Ousmane Kamissoko

Personal information
- Date of birth: 28 August 1998 (age 27)
- Place of birth: Mali
- Position: Forward

Team information
- Current team: Guidars

Senior career*
- Years: Team / Apps / (Gls)
- 2020–2022: Guidars
- 2022–2024: Stade Malien
- 2024–2026: TP Mazembe / 14 / (2)

International career^{‡}
- 2021–: Mali / 3 / (1)

= Ousmane Kamissoko =

Malian footballer (born 1998)

Ousmane Kamissoko (born 28 August 1998) is a Malian footballer who plays as a forward for the Mali national team.

==Club career==
Kamissoko joined Stade Malien on 1 July 2022 and then signed for TP Mazembe 1 July 2024 playing 14 competitive games with 8 start and 590 minutes played across 2 seasons all in Linafoot scoring 3 goals (2 against CS Don Bosco on 19 November and on vs Blessing FC 4 days later).
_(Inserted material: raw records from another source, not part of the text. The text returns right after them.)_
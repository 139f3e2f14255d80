//! Which roles members may hand themselves.
//!
//! The guild's role list is split into zones by two anchor roles, looked up by
//! name:
//!
//! ```text
//! position > upper            staff roles, never self-service
//! lower < position <= upper   pronoun roles, `callme`
//! position <= lower           everything else
//! ```
//!
//! `join` only checks the lower anchor, so it will hand out staff roles as
//! well. That matches how the commands have always behaved and is kept until
//! someone decides otherwise.

use crate::config::RoleAnchorNames;
use ahash::AHashSet;
use itertools::Itertools;
use poise::serenity_prelude::{Role, RoleId};
use thiserror::Error;

/// The parts of a guild role the policy looks at.
#[derive(Debug, Clone, PartialEq, Eq)]
pub struct GuildRole {
    pub id: RoleId,
    pub name: String,
    pub position: u16,
    /// Owned by an integration (bots, boosts), cannot be assigned.
    pub managed: bool,
    pub unicode_emoji: Option<String>,
}

impl From<&Role> for GuildRole {
    fn from(role: &Role) -> Self {
        GuildRole {
            id: role.id,
            name: role.name.clone(),
            position: role.position,
            managed: role.managed,
            unicode_emoji: role.unicode_emoji.clone(),
        }
    }
}

/// Lowest position first, ties broken by id like the client does.
pub fn snapshot<'a>(roles: impl IntoIterator<Item = &'a Role>) -> Vec<GuildRole> {
    roles
        .into_iter()
        .map(GuildRole::from)
        .sorted_by_key(|role| (role.position, role.id))
        .collect()
}

/// First role with exactly this name.
pub fn find_role<'a>(roles: &'a [GuildRole], name: &str) -> Option<&'a GuildRole> {
    roles.iter().find(|role| role.name == name)
}

pub fn list_role_names(roles: &[GuildRole]) -> String {
    roles.iter().map(|role| role.name.as_str()).join(", ")
}

#[derive(Error, Debug, Clone, PartialEq, Eq)]
#[error("anchor role `{0}` does not exist")]
pub struct MissingAnchor(pub String);

#[derive(Debug, Clone, Copy, PartialEq, Eq)]
pub enum Zone {
    Staff,
    Pronoun,
    Closed,
}

#[derive(Debug, Clone, Copy, PartialEq, Eq)]
pub struct RoleAnchors {
    pub upper: u16,
    pub lower: u16,
}

impl RoleAnchors {
    pub fn resolve(roles: &[GuildRole], names: &RoleAnchorNames) -> Result<Self, MissingAnchor> {
        let position = |name: &str| {
            find_role(roles, name)
                .map(|role| role.position)
                .ok_or_else(|| MissingAnchor(name.to_owned()))
        };

        Ok(RoleAnchors {
            upper: position(&names.upper)?,
            lower: position(&names.lower)?,
        })
    }

    pub fn zone(&self, position: u16) -> Zone {
        if position > self.upper {
            Zone::Staff
        } else if position <= self.lower {
            Zone::Closed
        } else {
            Zone::Pronoun
        }
    }
}

#[derive(Debug, Clone, Copy, PartialEq, Eq)]
pub enum CallMe {
    /// Outside the pronoun zone, someone is trying their luck.
    Refuse,
    AlreadyHeld,
    Grant,
}

pub fn callme(anchors: RoleAnchors, role: &GuildRole, held: bool) -> CallMe {
    match anchors.zone(role.position) {
        Zone::Staff | Zone::Closed => CallMe::Refuse,
        Zone::Pronoun if held => CallMe::AlreadyHeld,
        Zone::Pronoun => CallMe::Grant,
    }
}

#[derive(Debug, Clone, Copy, PartialEq, Eq)]
pub enum Join {
    Refuse,
    Grant,
}

pub fn join(anchors: RoleAnchors, role: &GuildRole) -> Join {
    if role.position <= anchors.lower {
        Join::Refuse
    } else {
        Join::Grant
    }
}

/// Roles the bot can put on members: not `@everyone`, not integration owned,
/// and below the bot's own highest role.
pub fn is_self_assignable(role: &GuildRole, everyone: RoleId, bot_top_position: u16) -> bool {
    role.id != everyone && !role.managed && role.position < bot_top_position
}

#[derive(Debug, Default, PartialEq, Eq)]
pub struct RoleDelta {
    pub add: Vec<RoleId>,
    pub remove: Vec<RoleId>,
}

/// The changes that bring a member's `held` roles in line with `selected`,
/// only touching the `assignable` roles.
pub fn reconcile(
    assignable: &[GuildRole],
    held: &AHashSet<RoleId>,
    selected: &AHashSet<RoleId>,
) -> RoleDelta {
    let mut delta = RoleDelta::default();

    for role in assignable {
        match (selected.contains(&role.id), held.contains(&role.id)) {
            (true, false) => delta.add.push(role.id),
            (false, true) => delta.remove.push(role.id),
            _ => {}
        }
    }

    delta
}

#[cfg(test)]
mod test {
    use super::*;

    fn role(id: u64, name: &str, position: u16) -> GuildRole {
        GuildRole {
            id: RoleId::new(id),
            name: name.to_owned(),
            position,
            managed: false,
            unicode_emoji: None,
        }
    }

    fn guild() -> Vec<GuildRole> {
        vec![
            role(10, "streampiggies", 1),
            role(11, "Catillac Cat", 2),
            role(12, "she/her", 3),
            role(13, "he/him", 4),
            role(14, "Admin", 5),
        ]
    }

    fn anchors() -> RoleAnchors {
        RoleAnchors::resolve(&guild(), &RoleAnchorNames::default()).unwrap()
    }

    #[test]
    fn resolves_anchor_positions() {
        assert_eq!(anchors(), RoleAnchors { upper: 4, lower: 2 });
    }

    #[test]
    fn missing_anchor_is_reported() {
        let roles = vec![role(13, "he/him", 4), role(14, "Admin", 5)];

        assert_eq!(
            RoleAnchors::resolve(&roles, &RoleAnchorNames::default()),
            Err(MissingAnchor("Catillac Cat".to_owned()))
        );
        assert_eq!(
            MissingAnchor("Catillac Cat".to_owned()).to_string(),
            "anchor role `Catillac Cat` does not exist"
        );
    }

    #[test]
    fn zones() {
        let anchors = anchors();

        assert_eq!(anchors.zone(5), Zone::Staff);
        assert_eq!(anchors.zone(4), Zone::Pronoun);
        assert_eq!(anchors.zone(3), Zone::Pronoun);
        assert_eq!(anchors.zone(2), Zone::Closed);
        assert_eq!(anchors.zone(1), Zone::Closed);
    }

    #[test]
    fn callme_scenario() {
        let roles = guild();
        let anchors = anchors();
        let pick = |name| find_role(&roles, name).unwrap();

        assert_eq!(callme(anchors, pick("Admin"), false), CallMe::Refuse);
        assert_eq!(callme(anchors, pick("she/her"), false), CallMe::Grant);
        assert_eq!(callme(anchors, pick("she/her"), true), CallMe::AlreadyHeld);
        assert_eq!(callme(anchors, pick("he/him"), false), CallMe::Grant);
        assert_eq!(callme(anchors, pick("Catillac Cat"), false), CallMe::Refuse);
        assert_eq!(callme(anchors, pick("streampiggies"), false), CallMe::Refuse);
    }

    #[test]
    fn callme_refuses_staff_even_when_held() {
        let roles = guild();
        let admin = find_role(&roles, "Admin").unwrap();

        assert_eq!(callme(anchors(), admin, true), CallMe::Refuse);
    }

    #[test]
    fn join_only_checks_lower_anchor() {
        let roles = guild();
        let anchors = anchors();
        let pick = |name| find_role(&roles, name).unwrap();

        assert_eq!(join(anchors, pick("streampiggies")), Join::Refuse);
        assert_eq!(join(anchors, pick("Catillac Cat")), Join::Refuse);
        assert_eq!(join(anchors, pick("she/her")), Join::Grant);
        assert_eq!(join(anchors, pick("Admin")), Join::Grant);
    }

    #[test]
    fn find_role_is_exact() {
        let roles = guild();

        assert!(find_role(&roles, "she/her").is_some());
        assert!(find_role(&roles, "She/Her").is_none());
        assert!(find_role(&roles, "she").is_none());
    }

    #[test]
    fn list_names_in_position_order() {
        assert_eq!(
            list_role_names(&guild()),
            "streampiggies, Catillac Cat, she/her, he/him, Admin"
        );
    }

    #[test]
    fn self_assignable_filter() {
        let everyone = role(1, "@everyone", 0);
        let mut bot_role = role(20, "Butterbean", 3);
        bot_role.managed = true;
        let low = role(21, "they/them", 1);
        let high = role(22, "Mods", 6);

        let bot_top = 4;
        assert!(!is_self_assignable(&everyone, everyone.id, bot_top));
        assert!(!is_self_assignable(&bot_role, everyone.id, bot_top));
        assert!(is_self_assignable(&low, everyone.id, bot_top));
        assert!(!is_self_assignable(&high, everyone.id, bot_top));
        assert!(!is_self_assignable(&role(23, "equal", 4), everyone.id, bot_top));
    }

    #[test]
    fn reconcile_adds_and_removes() {
        let assignable = vec![role(1, "he/him", 3), role(2, "she/her", 2), role(3, "they/them", 1)];
        let held: AHashSet<RoleId> = [RoleId::new(1), RoleId::new(2), RoleId::new(99)]
            .into_iter()
            .collect();
        let selected: AHashSet<RoleId> = [RoleId::new(2), RoleId::new(3)].into_iter().collect();

        let delta = reconcile(&assignable, &held, &selected);

        assert_eq!(delta.add, vec![RoleId::new(3)]);
        assert_eq!(delta.remove, vec![RoleId::new(1)]);
    }

    #[test]
    fn reconcile_empty_selection_clears() {
        let assignable = vec![role(1, "he/him", 3), role(2, "she/her", 2)];
        let held: AHashSet<RoleId> = [RoleId::new(1), RoleId::new(2)].into_iter().collect();

        let delta = reconcile(&assignable, &held, &AHashSet::new());

        assert!(delta.add.is_empty());
        assert_eq!(delta.remove, vec![RoleId::new(1), RoleId::new(2)]);
    }
}
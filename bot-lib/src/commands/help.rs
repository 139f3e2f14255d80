use crate::data::PoiseContext;
use color_eyre::eyre::Result;

/// Shows what I can do
#[poise::command(slash_command, prefix_command)]
pub async fn help(
    ctx: PoiseContext<'_>,
    #[description = "A command to explain"] command: Option<String>,
) -> Result<()> {
    let help_text = ctx.data().config.read().await.help_text.clone();

    match (help_text, command) {
        (Some(help_text), None) => {
            ctx.say(&*help_text).await?;
        }
        (_, command) => {
            poise::builtins::help(ctx, command.as_deref(), Default::default()).await?;
        }
    }

    Ok(())
}
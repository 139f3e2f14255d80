use crate::{
    content::{bob_ross, bovonto, random_line_embed},
    data::PoiseContext,
};
use color_eyre::eyre::Result;
use poise::CreateReply;

/// Sends a Bob Ross quote
#[poise::command(slash_command, prefix_command)]
pub async fn bobross(ctx: PoiseContext<'_>) -> Result<()> {
    let icon = ctx.data().config.read().await.icons.bob_ross.clone();
    let embed = random_line_embed(bob_ross::AUTHOR, icon.as_deref(), bob_ross::QUOTES);

    ctx.send(CreateReply::default().embed(embed)).await?;

    Ok(())
}

/// Sends a Bovonto advertising pitch
#[poise::command(slash_command, prefix_command)]
pub async fn bovonto(ctx: PoiseContext<'_>) -> Result<()> {
    let icon = ctx.data().config.read().await.icons.bovonto.clone();
    let embed = random_line_embed(bovonto::AUTHOR, icon.as_deref(), bovonto::PITCHES);

    ctx.send(CreateReply::default().embed(embed)).await?;

    Ok(())
}
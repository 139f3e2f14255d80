use crate::{
    config::Config,
    content::{embed_author, welcome},
    data::{PoiseContext, State},
};
use color_eyre::eyre::{Result, WrapErr};
use poise::{
    CreateReply,
    serenity_prelude::{self as serenity, CreateEmbed, CreateMessage, Member, Mentionable},
};

fn welcome_embed(config: &Config, member: Option<&Member>) -> CreateEmbed {
    let greeting = config
        .greeting
        .as_deref()
        .map_or(welcome::GREETING, |greeting| greeting.as_str());
    let description = match member {
        Some(member) => format!("{}! {}", member.mention(), greeting),
        None => greeting.to_owned(),
    };
    let icon = config.icons.timey.as_deref().unwrap_or(welcome::DEFAULT_ICON);

    CreateEmbed::new()
        .description(description)
        .author(embed_author(welcome::AUTHOR, Some(icon)))
}

/// Greets a new member in the guild's system channel, if it has one.
pub async fn welcome_member(ctx: &serenity::Context, data: &State, member: &Member) -> Result<()> {
    let guild = member
        .guild_id
        .to_partial_guild(ctx)
        .await
        .wrap_err("Couldn't get guild")?;

    let Some(channel_id) = guild.system_channel_id else {
        tracing::debug!("No system channel, not welcoming {}", member.user.name);
        return Ok(());
    };

    let embed = welcome_embed(&*data.config.read().await, Some(member));

    channel_id
        .send_message(ctx, CreateMessage::new().embed(embed))
        .await
        .wrap_err("Couldn't send welcome message")?;

    tracing::info!("Welcomed {}", member.user.name);

    Ok(())
}

/// Sends my welcome message again, in case a new member missed it
#[poise::command(slash_command, prefix_command)]
pub async fn resend(ctx: PoiseContext<'_>) -> Result<()> {
    let embed = welcome_embed(&*ctx.data().config.read().await, None);

    ctx.send(CreateReply::default().embed(embed)).await?;

    Ok(())
}
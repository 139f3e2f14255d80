use color_eyre::eyre::{Result, WrapErr};
use serde::{Deserialize, Serialize};
use serde_with::{DurationSeconds, serde_as};
use std::path::{Path, PathBuf};
use std::sync::Arc;
use std::time::Duration;

#[derive(Deserialize, Serialize, Debug, PartialEq)]
pub struct Config {
    /// The id of the guild the bot is in.
    pub guild_id: u64,
    /// Prefix for text commands, eg. `!bb`.
    #[serde(default = "default_command_prefix")]
    pub command_prefix: String,
    /// Where the embedded database lives.
    #[serde(default = "default_db_path")]
    pub db_path: PathBuf,
    /// Who may add and remove memes.
    #[serde(default)]
    pub approval: ApprovalSource,
    /// The roles bracketing the self-service pronoun roles.
    #[serde(default)]
    pub role_anchors: RoleAnchorNames,
    /// JSON tarot deck, see `content::tarot`.
    pub tarot_deck_path: Option<PathBuf>,
    /// Periodic Bovonto pitches. Off when missing.
    pub bovonto_schedule: Option<PitchSchedule>,
    /// The help text for the bot. `/help`
    pub help_text: Option<Arc<String>>,
    /// Replaces the built in welcome text.
    pub greeting: Option<Arc<String>>,
    #[serde(default)]
    pub icons: Icons,
}

#[derive(Deserialize, Serialize, Debug, Clone, PartialEq, Eq, Default)]
#[serde(tag = "source", rename_all = "snake_case")]
pub enum ApprovalSource {
    /// Usernames stored in the `approved_users` table, matched by substring.
    #[default]
    Table,
    /// A fixed list of usernames, matched exactly.
    List { users: Vec<String> },
}

#[derive(Deserialize, Serialize, Debug, Clone, PartialEq, Eq)]
pub struct RoleAnchorNames {
    /// The highest pronoun role. Anything above it is staff.
    pub upper: String,
    /// The role just below the pronoun roles.
    pub lower: String,
}

impl Default for RoleAnchorNames {
    fn default() -> Self {
        RoleAnchorNames {
            upper: "he/him".to_owned(),
            lower: "Catillac Cat".to_owned(),
        }
    }
}

#[serde_as]
#[derive(Deserialize, Serialize, Debug, Clone, PartialEq, Eq)]
pub struct PitchSchedule {
    pub channel_id: u64,
    /// Seconds between pitches.
    #[serde_as(as = "DurationSeconds<u64>")]
    pub interval: Duration,
}

#[derive(Deserialize, Serialize, Debug, Clone, PartialEq, Eq, Default)]
pub struct Icons {
    pub bob_ross: Option<String>,
    pub bovonto: Option<String>,
    pub timey: Option<String>,
}

fn default_command_prefix() -> String {
    "!".to_owned()
}

fn default_db_path() -> PathBuf {
    PathBuf::from("butterbean.db")
}

impl Config {
    /// Fetches the config from the config file in the root directory.
    pub fn create_from_file(config_path: impl AsRef<Path>) -> Result<Config> {
        let file = std::fs::read_to_string(config_path).wrap_err("Could not read config file")?;

        toml::from_str(&file).wrap_err("Could not parse config file")
    }

    /// Reloads the config file and updates the configuration.
    ///
    /// A broken file leaves the current config in place.
    pub fn reload(&mut self, config_path: impl AsRef<Path>) {
        match Config::create_from_file(config_path) {
            Ok(config) => *self = config,
            Err(e) => tracing::error!("Keeping old config: {:?}", e),
        }
    }
}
On 25 June 2026 the club announced that he was leaving the club as his contract expires.
==International career==
Kamissoko made his professional debut with the Mali national team 2020 African Nations Championship Final, a 2–0 loss to Morocco on 7 February 2021.

===International goals===
Scores and results list Mali's goal tally first.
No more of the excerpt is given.